Тему Великих реформ автор монографии скорее всего использует предельно утилитарно, исключительно в контексте заявленной темы. Читателю вряд ли стоит ожидать (и требовать) от Рольфа погружения в многочисленные и разнообразные детали реформационного процесса 1860–1870-х в России, однако смущает общая рамочная характеристика этих событий, представленная в тексте. Неужели столь масштабные преобразования должны были только «расширить государство как институт и прежде всего унифицировать его внутренне в административно-правовом плане», а также «способствовать расширению слоя лояльных граждан» (с. 98)?

В дальнейшем автор исследования вновь обращается к телеологии Великих реформ и утверждает, что главным в этом проекте было «намерение создать и активировать гражданское общество и “пригласить” его к ограниченному участию в управлении империей», для чего было необходимо «обеспечить повсюду одинаковые административные и правовые структуры (с. 149). Во-первых, остается непонятной расстановка приоритетов: либо сначала все же сформировать «лояльное гражданское общество», либо провести административную и правовую «зачистку» посредством унификации на территории империи? Во-вторых, возможно, данный вариант репрезентации преобразований императора Александра II не учитывает разнообразные перспективы «правового творчества» как при реализации самих реформ (например судебной или земской), так и потенциально существовавшего конечного маршрута конституционного развития.

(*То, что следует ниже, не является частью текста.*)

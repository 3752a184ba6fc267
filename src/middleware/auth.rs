//! Principal resolution.

use serde::Serialize;
use tracing::debug;

use super::Middleware;
use crate::context::keys;
use crate::request::Request;

/// The authenticated principal, stored under [`keys::USER`].
#[derive(Clone, Debug, PartialEq, Eq, Serialize)]
pub struct User {
    pub name: String,
}

impl User {
    pub fn new(name: impl Into<String>) -> Self {
        Self { name: name.into() }
    }
}

/// Runs `resolve` over each request and stores the resulting [`User`], if
/// any. Requests without a principal continue unchanged; deciding what an
/// anonymous caller may see is up to the handler.
pub fn authenticate<F>(resolve: F) -> Middleware
where
    F: Fn(&Request) -> Option<User> + Send + Sync + 'static,
{
    Middleware::from_fn("authenticate", move |req: Request, next| {
        let user = resolve(&req);
        async move {
            match user {
                Some(user) => {
                    debug!(user = %user.name, "request authenticated");
                    req.context().set(keys::USER, user);
                }
                None => debug!("request is anonymous"),
            }
            next.run(req).await
        }
    })
}

#[cfg(test)]
mod tests {
    use super::*;
    use crate::handler::{ErasedHandler, Handler};
    use crate::{Chain, Method};

    fn whoami() -> crate::handler::BoxedHandler {
        Chain::new([authenticate(|req| req.header("x-user").map(User::new))])
            .unwrap()
            .then(|req: Request| async move {
                req.context()
                    .get::<User>(keys::USER)
                    .map_or_else(|| "anonymous".to_owned(), |u| u.name.clone())
            })
            .into_boxed_handler()
    }

    #[tokio::test]
    async fn stores_resolved_user() {
        let req = Request::builder(Method::Get, "/admin").header("x-user", "jemo").empty();
        let res = whoami().call(req).await;
        assert_eq!(res.body().as_ref(), b"jemo");
    }

    #[tokio::test]
    async fn anonymous_requests_pass_through() {
        let res = whoami().call(Request::builder(Method::Get, "/admin").empty()).await;
        assert_eq!(res.body().as_ref(), b"anonymous");
    }
}
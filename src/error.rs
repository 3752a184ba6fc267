//! Unified error type.

use crate::config::ConfigError;
use crate::method::Method;

/// The error type returned by steep's fallible setup and serving operations.
///
/// Application-level failures (400, 404, 500, …) are expressed as HTTP
/// values, see [`ApiError`](crate::ApiError), not as `Error`s. This type
/// surfaces what must stop the process: a route table or middleware chain
/// that cannot be built, bad settings, or failing to bind the listener.
#[derive(Debug, thiserror::Error)]
pub enum Error {
    #[error("io: {0}")]
    Io(#[from] std::io::Error),

    #[error("route `{method} {path}` is already registered: {reason}")]
    DuplicateRoute {
        method: Method,
        path: String,
        reason: String,
    },

    #[error("invalid route `{path}`: {reason}")]
    InvalidRoute { path: String, reason: String },

    #[error("middleware `{name}` at position {index}: {reason}")]
    MiddlewareOrder {
        name: &'static str,
        index: usize,
        reason: &'static str,
    },

    #[error("config: {0}")]
    Config(#[from] ConfigError),
}
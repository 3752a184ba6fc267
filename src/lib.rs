//! # steep
//!
//! A small JSON:API service built on a composable middleware pipeline.
//!
//! ## The pipeline
//!
//! A request travels through an ordered [`Chain`] of named
//! [`Middleware`](middleware::Middleware) before reaching its handler. Each
//! layer may act before and after the rest of the chain, or answer early and
//! skip it. The first middleware appended is the outermost.
//!
//! - **Routing**: `:name` segments and a not-found fallback, via [`matchit`]
//! - **Request context**: a per-request, string-keyed value store
//! - **Errors**: one JSON:API envelope, `{"errors": [...]}`, for every failure
//! - **Panics**: caught by [`middleware::recover`] and turned into a single 500
//! - **Shutdown**: SIGTERM / Ctrl-C stops accepting and drains in-flight work
//!
//! ## Quick start
//!
//! ```rust,no_run
//! use steep::middleware::{clear_context, json_body, recover, trace};
//! use steep::{Chain, Document, Method, Request, Response, Router, Server, StatusCode};
//!
//! #[derive(Clone, serde::Deserialize, serde::Serialize)]
//! struct Greeting {
//!     name: String,
//! }
//!
//! #[tokio::main]
//! async fn main() -> Result<(), steep::Error> {
//!     let common = Chain::new([recover(), clear_context(), trace()])?;
//!     let with_body = common.append(json_body::<Document<Greeting>>())?;
//!
//!     let app = Router::new()
//!         .on(Method::Get,  "/hello/:name", common.then(hello))
//!         .on(Method::Post, "/hello",       with_body.then(echo));
//!
//!     Server::bind(([0, 0, 0, 0], 3000).into()).serve(app).await
//! }
//!
//! async fn hello(req: Request) -> Response {
//!     let name = req.param("name").unwrap_or_default();
//!     Document::new(Greeting { name }).respond(StatusCode::OK)
//! }
//!
//! async fn echo(req: Request) -> Result<Response, steep::ApiError> {
//!     let body = req.context().take::<Document<Greeting>>("body")?;
//!     Ok(body.respond(StatusCode::CREATED))
//! }
//! ```

mod chain;
mod error;
mod handler;
mod jsonapi;
mod method;
mod request;
mod response;
mod router;
mod server;

pub mod config;
pub mod context;
pub mod logging;
pub mod middleware;
pub mod pages;
pub mod static_files;
pub mod todos;

pub use chain::{Chain, Pipeline};
pub use config::Settings;
pub use context::RequestContext;
pub use error::Error;
pub use handler::Handler;
pub use http::StatusCode;
pub use jsonapi::{ApiError, Document, MEDIA_TYPE};
pub use method::Method;
pub use request::{Request, RequestBuilder};
pub use response::{ContentType, IntoResponse, Response, ResponseBuilder};
pub use router::{Params, Router};
pub use server::{DEFAULT_MAX_BODY_BYTES, Server};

Эксперты по интеллектуальной истории России XIX столетия не оставили бы без внимания тему влияния польского восстания 1863 года на российскую общественную мысль. И в первую очередь это касается отечественных либералов, для которых оно превратилось в очень сложную дискуссионную тему и даже «яблоко раздора» в тревожном «либеральном семействе» 1860-х. В работе Рольфа отсутствуют фигуры «ранних» русских либералов (Константин Кавелин, Борис Чичерин и другие), мало рассуждений о позиции Михаила Каткова по поводу польских событий, нет размышлений о том, почему восстание детерминировало рост патриотических настроений в либеральной среде. Обращение автора книги к проблеме интеллектуальной рецепции произошедшего в Царстве Польском могло бы усилить многослойность концептуальных умозаключений.

Исследование Мальте Рольфа, безусловно, имеет много достоинств, способных привлечь внимание не только экспертного сообщества, но и широкого круга интересующихся. Работа рецензента всегда определяется его собственной логикой представления рецензируемого текста. Поэтому появляется желание предложить свой вариант итоговой комплиментарности. Монография позволяет «считывать» и конструировать действительно большое количество исторического материала, поданного с позиции глубоко рефлексирующего специалиста, готового к диалогу с весьма противоречивым набором улик из прошлого. Нет сомнений, что книга пополнит число авторитетных работ по данной теме.


[1] Более подробный анализ базовых понятий см. в: Миллер А.И. Империя Романовых и национализм: эссе по методологии исторического исследования. М.: Новое литературное обозрение, 2010.

[2] Щукин В.Г. Русское западничество сороковых годов XIX века как общественно-литературное явление. Krakow: Nakl. Uniw. Jagiellonsriego, 1987.